● Dataset entries

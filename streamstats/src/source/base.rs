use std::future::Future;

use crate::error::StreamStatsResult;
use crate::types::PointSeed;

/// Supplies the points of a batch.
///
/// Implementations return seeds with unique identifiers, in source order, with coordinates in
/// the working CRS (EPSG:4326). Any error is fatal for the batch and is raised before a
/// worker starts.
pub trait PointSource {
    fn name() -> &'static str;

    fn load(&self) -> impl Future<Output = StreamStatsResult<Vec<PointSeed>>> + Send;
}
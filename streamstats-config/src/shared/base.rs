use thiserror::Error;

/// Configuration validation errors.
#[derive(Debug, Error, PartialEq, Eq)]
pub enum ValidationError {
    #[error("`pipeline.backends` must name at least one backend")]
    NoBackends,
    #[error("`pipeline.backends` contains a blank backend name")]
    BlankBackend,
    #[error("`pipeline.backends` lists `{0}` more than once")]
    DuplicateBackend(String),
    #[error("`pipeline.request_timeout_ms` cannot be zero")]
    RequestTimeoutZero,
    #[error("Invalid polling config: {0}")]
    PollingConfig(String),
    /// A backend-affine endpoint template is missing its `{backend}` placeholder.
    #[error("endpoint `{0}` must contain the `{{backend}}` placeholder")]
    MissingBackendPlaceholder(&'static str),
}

...

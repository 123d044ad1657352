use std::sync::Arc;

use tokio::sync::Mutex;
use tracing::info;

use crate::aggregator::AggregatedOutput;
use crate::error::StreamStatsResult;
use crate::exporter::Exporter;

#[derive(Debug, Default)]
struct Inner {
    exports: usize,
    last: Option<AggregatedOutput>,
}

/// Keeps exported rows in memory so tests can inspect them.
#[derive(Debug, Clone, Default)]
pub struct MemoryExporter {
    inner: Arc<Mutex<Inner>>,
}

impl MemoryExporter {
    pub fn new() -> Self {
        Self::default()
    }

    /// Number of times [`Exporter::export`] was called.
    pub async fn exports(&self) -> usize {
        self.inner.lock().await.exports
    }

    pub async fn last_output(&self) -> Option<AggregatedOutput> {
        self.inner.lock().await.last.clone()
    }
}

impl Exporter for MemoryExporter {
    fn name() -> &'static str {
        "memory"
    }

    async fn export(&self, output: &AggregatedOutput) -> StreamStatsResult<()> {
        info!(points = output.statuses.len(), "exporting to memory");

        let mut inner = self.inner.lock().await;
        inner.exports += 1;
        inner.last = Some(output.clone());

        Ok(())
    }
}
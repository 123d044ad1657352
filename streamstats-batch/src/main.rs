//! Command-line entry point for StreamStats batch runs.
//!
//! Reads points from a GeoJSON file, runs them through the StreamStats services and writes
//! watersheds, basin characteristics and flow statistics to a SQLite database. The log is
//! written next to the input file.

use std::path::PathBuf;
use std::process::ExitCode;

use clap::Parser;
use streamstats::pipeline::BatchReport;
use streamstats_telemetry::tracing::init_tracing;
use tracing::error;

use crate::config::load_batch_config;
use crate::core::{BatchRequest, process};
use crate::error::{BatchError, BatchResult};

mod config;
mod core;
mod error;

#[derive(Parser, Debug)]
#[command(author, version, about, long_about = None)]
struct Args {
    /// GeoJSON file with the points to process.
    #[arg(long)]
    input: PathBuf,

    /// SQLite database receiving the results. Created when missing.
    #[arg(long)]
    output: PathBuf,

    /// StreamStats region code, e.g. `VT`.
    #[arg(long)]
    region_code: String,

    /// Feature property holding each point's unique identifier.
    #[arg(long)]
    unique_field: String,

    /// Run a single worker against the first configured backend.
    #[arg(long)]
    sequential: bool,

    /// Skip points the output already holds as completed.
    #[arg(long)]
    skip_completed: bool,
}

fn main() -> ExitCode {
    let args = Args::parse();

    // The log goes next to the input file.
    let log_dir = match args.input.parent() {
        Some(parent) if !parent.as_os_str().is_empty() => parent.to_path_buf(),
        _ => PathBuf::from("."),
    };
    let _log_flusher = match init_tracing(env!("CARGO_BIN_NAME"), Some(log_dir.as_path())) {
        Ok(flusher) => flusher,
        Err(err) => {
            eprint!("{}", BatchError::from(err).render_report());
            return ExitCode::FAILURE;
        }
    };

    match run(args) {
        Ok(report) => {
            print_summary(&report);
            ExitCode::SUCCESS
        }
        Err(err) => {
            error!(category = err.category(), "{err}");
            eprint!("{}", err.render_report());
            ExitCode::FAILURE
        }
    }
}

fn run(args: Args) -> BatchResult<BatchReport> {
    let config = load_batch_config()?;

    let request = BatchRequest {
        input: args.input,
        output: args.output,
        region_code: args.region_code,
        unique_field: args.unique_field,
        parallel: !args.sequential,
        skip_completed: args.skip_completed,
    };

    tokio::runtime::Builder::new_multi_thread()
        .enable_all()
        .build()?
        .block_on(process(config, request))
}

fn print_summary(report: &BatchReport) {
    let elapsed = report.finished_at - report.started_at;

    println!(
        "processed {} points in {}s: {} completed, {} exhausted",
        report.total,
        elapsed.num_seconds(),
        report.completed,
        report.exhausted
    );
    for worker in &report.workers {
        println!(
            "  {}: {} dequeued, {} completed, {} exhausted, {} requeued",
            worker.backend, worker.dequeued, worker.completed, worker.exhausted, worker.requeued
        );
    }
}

* * *

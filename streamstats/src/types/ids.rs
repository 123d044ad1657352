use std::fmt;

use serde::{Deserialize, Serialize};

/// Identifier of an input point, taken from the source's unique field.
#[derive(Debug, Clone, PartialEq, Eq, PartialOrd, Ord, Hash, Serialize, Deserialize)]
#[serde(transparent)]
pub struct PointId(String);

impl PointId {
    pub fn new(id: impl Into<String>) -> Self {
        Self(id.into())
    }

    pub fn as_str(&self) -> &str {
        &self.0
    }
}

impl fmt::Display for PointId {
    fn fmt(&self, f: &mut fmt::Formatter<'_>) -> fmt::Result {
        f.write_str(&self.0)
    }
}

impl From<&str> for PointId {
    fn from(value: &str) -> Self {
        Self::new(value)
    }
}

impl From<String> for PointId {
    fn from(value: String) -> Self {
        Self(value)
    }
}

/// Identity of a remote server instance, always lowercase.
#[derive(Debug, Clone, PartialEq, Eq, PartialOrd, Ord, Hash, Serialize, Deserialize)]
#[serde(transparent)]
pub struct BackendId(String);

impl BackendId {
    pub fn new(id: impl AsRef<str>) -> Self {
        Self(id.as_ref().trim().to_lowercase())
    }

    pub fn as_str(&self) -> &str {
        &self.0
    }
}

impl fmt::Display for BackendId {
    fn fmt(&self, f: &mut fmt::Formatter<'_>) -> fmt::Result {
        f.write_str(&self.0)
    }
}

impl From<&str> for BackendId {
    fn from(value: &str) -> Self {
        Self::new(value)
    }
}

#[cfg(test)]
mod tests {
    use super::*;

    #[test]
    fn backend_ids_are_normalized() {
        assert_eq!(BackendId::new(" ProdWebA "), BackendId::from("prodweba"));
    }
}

● Task details
Tell how many lines of the entries above include "async". The answer should be the number and nothing more.

● Result below
3